An unrelated photo was used to claim a woman had been collecting child support from eight different men for the same child over 12 years. But it was all made up as clickbait for job scam websites.


Mary Alexander • 1 August 2025

“A 35 year old woman was arrested for collecting child support money from eight different men for one child,” reads a message that’s gone viral in South Africa since July 2025.

As evidence, it shows a photo of a woman, her back to the camera, being held by two police officers. A police van is behind them.

It says 35-year-old Nancy Mudau of Limpopo province has received child maintenance from the eight men, who all thought they were the child’s father, for 12 years.

She “used the money to build herself a beautiful house. At the time of her arrest she was busy building a tavern with child support money.”

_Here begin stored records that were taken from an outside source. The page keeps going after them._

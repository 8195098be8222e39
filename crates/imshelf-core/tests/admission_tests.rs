//! Admission guard integration tests: heuristic, locks, negotiation.

mod common;

use std::fs;
use std::time::Duration;

use common::fixtures::{write_bib, RecordingPrompter};
use imshelf_core::lockfile;
use imshelf_core::{
    AdmissionDecision, FileAdmissionGuard, LockConfig, OpenError, RejectReason, UserPrompt,
};

fn fast_lock_config() -> LockConfig {
    LockConfig {
        critical_age_secs: 3600,
        wait_retries: 3,
        poll_interval_ms: 1,
    }
}

#[test]
fn missing_file_is_rejected_terminally() {
    let guard = FileAdmissionGuard::new(LockConfig::default());
    let prompter = RecordingPrompter::proceeding();

    let err = guard
        .negotiate(std::path::Path::new("/no/such/library.bib"), &prompter)
        .unwrap_err();
    assert!(matches!(err, OpenError::NotFound { .. }));
    // Nothing to confirm: rejection never reaches the user.
    assert!(prompter.asked_kinds().is_empty());
}

#[test]
fn zero_matching_lines_is_trivially_compatible() {
    let dir = tempfile::tempdir().unwrap();
    let path = write_bib(
        dir.path(),
        "plain.bib",
        "@article{a,\n  author = {Someone},\n  year = {2020},\n}\n",
    );
    let guard = FileAdmissionGuard::new(LockConfig::default());
    assert_eq!(guard.evaluate(&path), AdmissionDecision::Admit);
}

#[test]
fn escape_dominated_file_defers_and_decline_cancels() {
    let dir = tempfile::tempdir().unwrap();
    let path = write_bib(
        dir.path(),
        "exported.bib",
        "title = {A \\{B\\} C}\nbooktitle = {D \\{E\\} F}\n",
    );
    let guard = FileAdmissionGuard::new(LockConfig::default());

    match guard.evaluate(&path) {
        AdmissionDecision::DeferToUser(UserPrompt::IncompatibleFormat { .. }) => {}
        other => panic!("expected incompatibility prompt, got {other:?}"),
    }

    let decliner = RecordingPrompter::aborting();
    let err = guard.negotiate(&path, &decliner).unwrap_err();
    assert!(matches!(
        err,
        OpenError::Cancelled {
            prompt: "incompatible_format",
            ..
        }
    ));

    // Overriding the warning admits the file as-is.
    let overrider = RecordingPrompter::proceeding();
    guard.negotiate(&path, &overrider).unwrap();
    assert_eq!(overrider.asked_kinds(), vec!["incompatible_format"]);
}

#[test]
fn unescaped_braces_are_the_compatible_case() {
    let dir = tempfile::tempdir().unwrap();
    let path = write_bib(
        dir.path(),
        "native.bib",
        "title = {The {Rust} {Book} of {Braces}}\n",
    );
    let guard = FileAdmissionGuard::new(LockConfig::default());
    assert_eq!(guard.evaluate(&path), AdmissionDecision::Admit);
}

#[test]
fn fresh_lock_rejects_after_bounded_wait() {
    let dir = tempfile::tempdir().unwrap();
    let path = write_bib(dir.path(), "locked.bib", "@article{a, title = {T}}\n");
    fs::write(lockfile::lock_path(&path), "").unwrap();

    let guard = FileAdmissionGuard::new(fast_lock_config());
    assert_eq!(
        guard.evaluate(&path),
        AdmissionDecision::Reject(RejectReason::Locked)
    );

    let prompter = RecordingPrompter::proceeding();
    let err = guard.negotiate(&path, &prompter).unwrap_err();
    assert!(matches!(err, OpenError::Locked { .. }));
    assert!(prompter.asked_kinds().is_empty());
}

#[test]
fn stale_lock_is_offered_for_breaking() {
    let dir = tempfile::tempdir().unwrap();
    let path = write_bib(dir.path(), "stale.bib", "@article{a, title = {T}}\n");
    fs::write(lockfile::lock_path(&path), "").unwrap();

    // Any lock is stale at a zero critical age.
    let guard = FileAdmissionGuard::new(LockConfig {
        critical_age_secs: 0,
        wait_retries: 3,
        poll_interval_ms: 1,
    });
    std::thread::sleep(Duration::from_millis(5));

    match guard.evaluate(&path) {
        AdmissionDecision::DeferToUser(UserPrompt::BreakStaleLock { .. }) => {}
        other => panic!("expected stale-lock prompt, got {other:?}"),
    }

    // Accepting removes the marker and admission proceeds.
    let prompter = RecordingPrompter::proceeding();
    guard.negotiate(&path, &prompter).unwrap();
    assert!(!lockfile::has_lock(&path));
    assert_eq!(prompter.asked_kinds(), vec!["break_stale_lock"]);
}

#[test]
fn declined_stale_lock_cancels_without_breaking() {
    let dir = tempfile::tempdir().unwrap();
    let path = write_bib(dir.path(), "stale.bib", "@article{a, title = {T}}\n");
    fs::write(lockfile::lock_path(&path), "").unwrap();

    let guard = FileAdmissionGuard::new(LockConfig {
        critical_age_secs: 0,
        wait_retries: 3,
        poll_interval_ms: 1,
    });
    std::thread::sleep(Duration::from_millis(5));

    let prompter = RecordingPrompter::aborting();
    let err = guard.negotiate(&path, &prompter).unwrap_err();
    assert!(matches!(
        err,
        OpenError::Cancelled {
            prompt: "break_stale_lock",
            ..
        }
    ));
    assert!(lockfile::has_lock(&path), "declined break leaves the lock");
}

#[test]
fn released_lock_clears_within_the_wait_budget() {
    let dir = tempfile::tempdir().unwrap();
    let path = write_bib(dir.path(), "racing.bib", "@article{a, title = {T}}\n");
    let lock = lockfile::lock_path(&path);
    fs::write(&lock, "").unwrap();

    let guard = FileAdmissionGuard::new(LockConfig {
        critical_age_secs: 3600,
        wait_retries: 200,
        poll_interval_ms: 5,
    });

    let remover = std::thread::spawn(move || {
        std::thread::sleep(Duration::from_millis(20));
        fs::remove_file(&lock).unwrap();
    });
    assert_eq!(guard.evaluate(&path), AdmissionDecision::Admit);
    remover.join().unwrap();
}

The claim has spread across Facebook (here, here and here), X (here, here and here), Instagram (here and here) and TikTok (here, here and here), and onto blogs as far afield as Zimbabwe, Ghana and Nigeria.

It has provoked strong reactions. One Facebook user commented: “Vuka Mtomnyama ! Cause of GBV ?” (“Wake up! Cause of gender-based violence?”)

In South Africa both parents – married or not – are responsible for the financial support of their children, according to the Maintenance Act of 1998 and the Children’s Act of 2005. This duty is determined by how much each parent can afford.

But women often struggle to get child support from their children’s fathers, even though failure to pay maintenance could land a person in prison.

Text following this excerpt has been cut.